Baca juga: PTUN Manado Batalkan Izin Lingkungan Tambang Emas di Sangihe
Dalam keterangan itu, menyebut presiden dan para tergugat telah melakukan perbuatan melawan hukum yang menyebabkan TMS menderita kerugian fantastis secara materiil dan immaterial.
Kerugian materiil saja US$37 juta dan menuntut ganti rugi Rp31, 950 miliar. Atas kerugian immateriil, TMS meminta ganti rugi Rp1 triliun.
Muhammad Jamil, Pengurus Nasional Jaringan Advokasi Tambang (Jatam), menilai, gugatan TMS terhadap pengurus negara Rp1 triliun itu hitungan tidak masuk akal. Negara juga disebut rugi dari perkara ini, namun yang paling dirugikan adalah rakyat, karena dibayar dengan pajak dari rakyat.
“Itu juga mencoreng marwah pemerintah, ketidakberesan dalam administrasi perizinan berujung pada dirinya digugat sendiri. Itu masalahnya,” katanya.
Jamil bilang, apapun putusan dari gugatan TMS terhadap negara entah itu perusahaan kalah atau menang, yang menerima dampak adalah warga. Sebab, wilayah tambang ada di Sangihe, yang jadi ruang hidup warga.
Warga, katanya, punya kepentingan mengajukan diri sebagai pihak intervensi karena menyangkut ruang hidup dan masa depan anak cucu mereka di pulau itu.

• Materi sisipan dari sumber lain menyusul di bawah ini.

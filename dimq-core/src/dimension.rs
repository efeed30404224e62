//! Dimension types and the type-level dimension algebra.
//!
//! A dimension is a vector of integer exponents over the basis `time, mass, length, angle` plus four reserved
//! axes. Exponents are `typenum` integers, so the arithmetic below runs entirely inside the trait solver and two
//! structurally equal [`Dim`] vectors are literally the same type.

use core::fmt::{Debug, Formatter, Result as FmtResult};
use core::hash::{Hash, Hasher};
use core::marker::PhantomData;
use core::ops::{Add, Sub};

use typenum::{Diff, Integer, PartialDiv, PartialQuot, Sum, P2, Z0};

use crate::exponents::Exponents;

/// Trait implemented by every **dimension** type.
///
/// Each associated type is the exponent of one basis axis. The canonical implementor is [`Dim`]; marker types may
/// implement the trait directly (or through `#[derive(Dimension)]` in the `dimq` crate) to give a dimension its
/// own name:
///
/// ```rust
/// use dimq_core::typenum::{N2, P1, Z0};
/// use dimq_core::Dimension;
///
/// pub enum Thrust {}
/// impl Dimension for Thrust {
///     type Time = N2;
///     type Mass = P1;
///     type Length = P1;
///     type Angle = Z0;
///     type Reserved0 = Z0;
///     type Reserved1 = Z0;
///     type Reserved2 = Z0;
///     type Reserved3 = Z0;
/// }
///
/// assert_eq!(Thrust::EXPONENTS.as_array(), [-2, 1, 1, 0, 0, 0, 0, 0]);
/// ```
pub trait Dimension: 'static {
    /// Exponent of time.
    type Time: Integer;
    /// Exponent of mass.
    type Mass: Integer;
    /// Exponent of length.
    type Length: Integer;
    /// Exponent of plane angle.
    type Angle: Integer;
    /// Reserved axis, zero for every built-in dimension.
    type Reserved0: Integer;
    /// Reserved axis.
    type Reserved1: Integer;
    /// Reserved axis.
    type Reserved2: Integer;
    /// Reserved axis.
    type Reserved3: Integer;

    /// The exponents as a value, computed at compile time.
    const EXPONENTS: Exponents = Exponents::new([
        <Self::Time as Integer>::I32,
        <Self::Mass as Integer>::I32,
        <Self::Length as Integer>::I32,
        <Self::Angle as Integer>::I32,
        <Self::Reserved0 as Integer>::I32,
        <Self::Reserved1 as Integer>::I32,
        <Self::Reserved2 as Integer>::I32,
        <Self::Reserved3 as Integer>::I32,
    ]);
}

/// Canonical dimension vector.
///
/// Zero-sized; only ever used as a type parameter. The reserved axes default to zero, so four parameters are
/// enough for every physical dimension:
///
/// ```rust
/// use dimq_core::typenum::{N1, P1, Z0};
/// use dimq_core::{dims, Dim};
///
/// let _: core::marker::PhantomData<Dim<N1, Z0, P1, Z0>> = core::marker::PhantomData::<dims::Speed>;
/// ```
pub struct Dim<T, M, L, A, R0 = Z0, R1 = Z0, R2 = Z0, R3 = Z0>(PhantomData<fn() -> (T, M, L, A, R0, R1, R2, R3)>);

impl<T, M, L, A, R0, R1, R2, R3> Dimension for Dim<T, M, L, A, R0, R1, R2, R3>
where
    T: Integer + 'static,
    M: Integer + 'static,
    L: Integer + 'static,
    A: Integer + 'static,
    R0: Integer + 'static,
    R1: Integer + 'static,
    R2: Integer + 'static,
    R3: Integer + 'static,
{
    type Time = T;
    type Mass = M;
    type Length = L;
    type Angle = A;
    type Reserved0 = R0;
    type Reserved1 = R1;
    type Reserved2 = R2;
    type Reserved3 = R3;
}

impl<T, M, L, A, R0, R1, R2, R3> Clone for Dim<T, M, L, A, R0, R1, R2, R3> {
    fn clone(&self) -> Self {
        *self
    }
}

impl<T, M, L, A, R0, R1, R2, R3> Copy for Dim<T, M, L, A, R0, R1, R2, R3> {}

impl<T, M, L, A, R0, R1, R2, R3> Default for Dim<T, M, L, A, R0, R1, R2, R3> {
    fn default() -> Self {
        Dim(PhantomData)
    }
}

impl<T, M, L, A, R0, R1, R2, R3> PartialEq for Dim<T, M, L, A, R0, R1, R2, R3> {
    fn eq(&self, _: &Self) -> bool {
        true
    }
}

impl<T, M, L, A, R0, R1, R2, R3> Eq for Dim<T, M, L, A, R0, R1, R2, R3> {}

impl<T, M, L, A, R0, R1, R2, R3> Hash for Dim<T, M, L, A, R0, R1, R2, R3> {
    fn hash<H: Hasher>(&self, _: &mut H) {}
}

impl<T, M, L, A, R0, R1, R2, R3> Debug for Dim<T, M, L, A, R0, R1, R2, R3>
where
    Self: Dimension,
{
    fn fmt(&self, f: &mut Formatter<'_>) -> FmtResult {
        write!(f, "Dim({})", Self::EXPONENTS)
    }
}

// ─────────────────────────────────────────────────────────────────────────────
// Algebra
// ─────────────────────────────────────────────────────────────────────────────

/// Dimension of a product: elementwise sum of exponents.
pub trait DimMul<Rhs: Dimension>: Dimension {
    /// The resulting dimension.
    type Output: Dimension;
}

impl<L, R> DimMul<R> for L
where
    L: Dimension,
    R: Dimension,
    L::Time: Add<R::Time>,
    L::Mass: Add<R::Mass>,
    L::Length: Add<R::Length>,
    L::Angle: Add<R::Angle>,
    L::Reserved0: Add<R::Reserved0>,
    L::Reserved1: Add<R::Reserved1>,
    L::Reserved2: Add<R::Reserved2>,
    L::Reserved3: Add<R::Reserved3>,
    Sum<L::Time, R::Time>: Integer + 'static,
    Sum<L::Mass, R::Mass>: Integer + 'static,
    Sum<L::Length, R::Length>: Integer + 'static,
    Sum<L::Angle, R::Angle>: Integer + 'static,
    Sum<L::Reserved0, R::Reserved0>: Integer + 'static,
    Sum<L::Reserved1, R::Reserved1>: Integer + 'static,
    Sum<L::Reserved2, R::Reserved2>: Integer + 'static,
    Sum<L::Reserved3, R::Reserved3>: Integer + 'static,
{
    type Output = Dim<
        Sum<L::Time, R::Time>,
        Sum<L::Mass, R::Mass>,
        Sum<L::Length, R::Length>,
        Sum<L::Angle, R::Angle>,
        Sum<L::Reserved0, R::Reserved0>,
        Sum<L::Reserved1, R::Reserved1>,
        Sum<L::Reserved2, R::Reserved2>,
        Sum<L::Reserved3, R::Reserved3>,
    >;
}

/// Dimension of a quotient: elementwise difference of exponents.
pub trait DimDiv<Rhs: Dimension>: Dimension {
    /// The resulting dimension.
    type Output: Dimension;
}

impl<L, R> DimDiv<R> for L
where
    L: Dimension,
    R: Dimension,
    L::Time: Sub<R::Time>,
    L::Mass: Sub<R::Mass>,
    L::Length: Sub<R::Length>,
    L::Angle: Sub<R::Angle>,
    L::Reserved0: Sub<R::Reserved0>,
    L::Reserved1: Sub<R::Reserved1>,
    L::Reserved2: Sub<R::Reserved2>,
    L::Reserved3: Sub<R::Reserved3>,
    Diff<L::Time, R::Time>: Integer + 'static,
    Diff<L::Mass, R::Mass>: Integer + 'static,
    Diff<L::Length, R::Length>: Integer + 'static,
    Diff<L::Angle, R::Angle>: Integer + 'static,
    Diff<L::Reserved0, R::Reserved0>: Integer + 'static,
    Diff<L::Reserved1, R::Reserved1>: Integer + 'static,
    Diff<L::Reserved2, R::Reserved2>: Integer + 'static,
    Diff<L::Reserved3, R::Reserved3>: Integer + 'static,
{
    type Output = Dim<
        Diff<L::Time, R::Time>,
        Diff<L::Mass, R::Mass>,
        Diff<L::Length, R::Length>,
        Diff<L::Angle, R::Angle>,
        Diff<L::Reserved0, R::Reserved0>,
        Diff<L::Reserved1, R::Reserved1>,
        Diff<L::Reserved2, R::Reserved2>,
        Diff<L::Reserved3, R::Reserved3>,
    >;
}

/// Dimension of a square root: every exponent halved.
///
/// Only implemented when every exponent is even (`PartialDiv` requires an exact quotient), so `sqrt` of a length
/// does not compile:
///
/// ```compile_fail
/// use dimq_core::{dims, Root};
/// let _: core::marker::PhantomData<Root<dims::Length>> = core::marker::PhantomData;
/// ```
pub trait DimSqrt: Dimension {
    /// The resulting dimension.
    type Output: Dimension;
}

impl<D> DimSqrt for D
where
    D: Dimension,
    D::Time: PartialDiv<P2>,
    D::Mass: PartialDiv<P2>,
    D::Length: PartialDiv<P2>,
    D::Angle: PartialDiv<P2>,
    D::Reserved0: PartialDiv<P2>,
    D::Reserved1: PartialDiv<P2>,
    D::Reserved2: PartialDiv<P2>,
    D::Reserved3: PartialDiv<P2>,
    PartialQuot<D::Time, P2>: Integer + 'static,
    PartialQuot<D::Mass, P2>: Integer + 'static,
    PartialQuot<D::Length, P2>: Integer + 'static,
    PartialQuot<D::Angle, P2>: Integer + 'static,
    PartialQuot<D::Reserved0, P2>: Integer + 'static,
    PartialQuot<D::Reserved1, P2>: Integer + 'static,
    PartialQuot<D::Reserved2, P2>: Integer + 'static,
    PartialQuot<D::Reserved3, P2>: Integer + 'static,
{
    type Output = Dim<
        PartialQuot<D::Time, P2>,
        PartialQuot<D::Mass, P2>,
        PartialQuot<D::Length, P2>,
        PartialQuot<D::Angle, P2>,
        PartialQuot<D::Reserved0, P2>,
        PartialQuot<D::Reserved1, P2>,
        PartialQuot<D::Reserved2, P2>,
        PartialQuot<D::Reserved3, P2>,
    >;
}

/// Structural equality of dimensions.
///
/// `B: SameDimension<A>` holds exactly when every exponent of `B` equals the corresponding exponent of `A`,
/// whatever names the two types carry. This gates [`Quantity::convert`](crate::Quantity::convert).
pub trait SameDimension<D: Dimension>: Dimension {}

impl<A, B> SameDimension<A> for B
where
    A: Dimension,
    B: Dimension<
        Time = A::Time,
        Mass = A::Mass,
        Length = A::Length,
        Angle = A::Angle,
        Reserved0 = A::Reserved0,
        Reserved1 = A::Reserved1,
        Reserved2 = A::Reserved2,
        Reserved3 = A::Reserved3,
    >,
{
}

/// Dimension of `A * B`.
pub type Product<A, B> = <A as DimMul<B>>::Output;

/// Dimension of `A / B`.
pub type Quotient<A, B> = <A as DimDiv<B>>::Output;

/// Dimension of `sqrt(A)`.
pub type Root<A> = <A as DimSqrt>::Output;

/// Compile-time `true` iff `A` and `B` have the same exponents.
///
/// The value-level counterpart of [`SameDimension`], usable in `const` items.
pub const fn dimension_equal<A: Dimension, B: Dimension>() -> bool {
    A::EXPONENTS.equals(&B::EXPONENTS)
}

Baca juga: Kala PTUN Putuskan Cabut Izin Lingkungan, Perusahaan Tetap Melaju, Warga Sangihe Terus Menolak
Warga belajar dari pengalaman kasus gugatan Kementerian Lingkungan Hidup dan Kehutanan (KLHK)—kala itu masih Kementerian Lingkungan Hidup—terhadap PT Newmont Minahasa Raya terkait pencemaran yang mengakibatkan kerusakan dan kerugian lingkungan hidup dan masyarakat di Teluk Buyat, Minahasa.
Kasus itu, sebut Jamil, diselesaikan dalam proses mediasi di pengadilan dan menyebut tak ada pencemaran dengan perjanjian good will agreement atau perjanjian itikad baik. “Yang ternyata menegasikan pencemaran dan terbukti warga jadi korban lagi. Kami menyebut itu good evil agreement atau ‘kesepakatan jahat yang terbaik.’
Warga Sangihe tak mau kasus serupa terulang. Dalam proses-proses mediasi, warga mau terlibat, jangan sampai mereka bikin mufakat jahat.
Jamil khawatir, karena dalam gugatan perdata harus melewati tahap mediasi. Ketika mediasi dan dipertemukan antara negara cs tergugat dan perusahaan tambang, kalau ada ‘mufakat jahat’, warga yang jadi korban.
Izin yang pemerintah berikan kepada perusahaan emas dengan saham 70% Sangihe Gold Corporation asal Kanada ini dengan konsesi seluas 42.000 hektar, atau setengah pulau. selama 33 tahun.
Ada beberapa hal yang Jamil sebut TMS tidak punya legitimasi untuk beroperasi di Sangihe sepertiperusahaan beroperasi di pulau kecil. Kemudian, pertambangan harus punya izin, sementara TMS entah menggunakan kontrak karya atau perizinan yang masih diuji di pengadilan walau sudah kalah beberapa kali.
“Tapi kita tunggulah putusan terakhir di Mahkamah Agung, karena mereka tidak terima kekalahan.”
Jull tegaskan, seluruh tergugat dari negara dan beberapa pihak lain agar hadir dalam persidangan di PN Jakarta Selatan. Koalisi SSI juga meminta majelis hakim mengabulkan permohonan warga jadi salah satu pihak yang berperkara dalam gugatan ini.
“Ini sangat penting karena daya rusak dan segala beban yang akan timbul kedepan akibat dari perkara gugatan ini akan ditanggung oleh rakyat Sangihe.”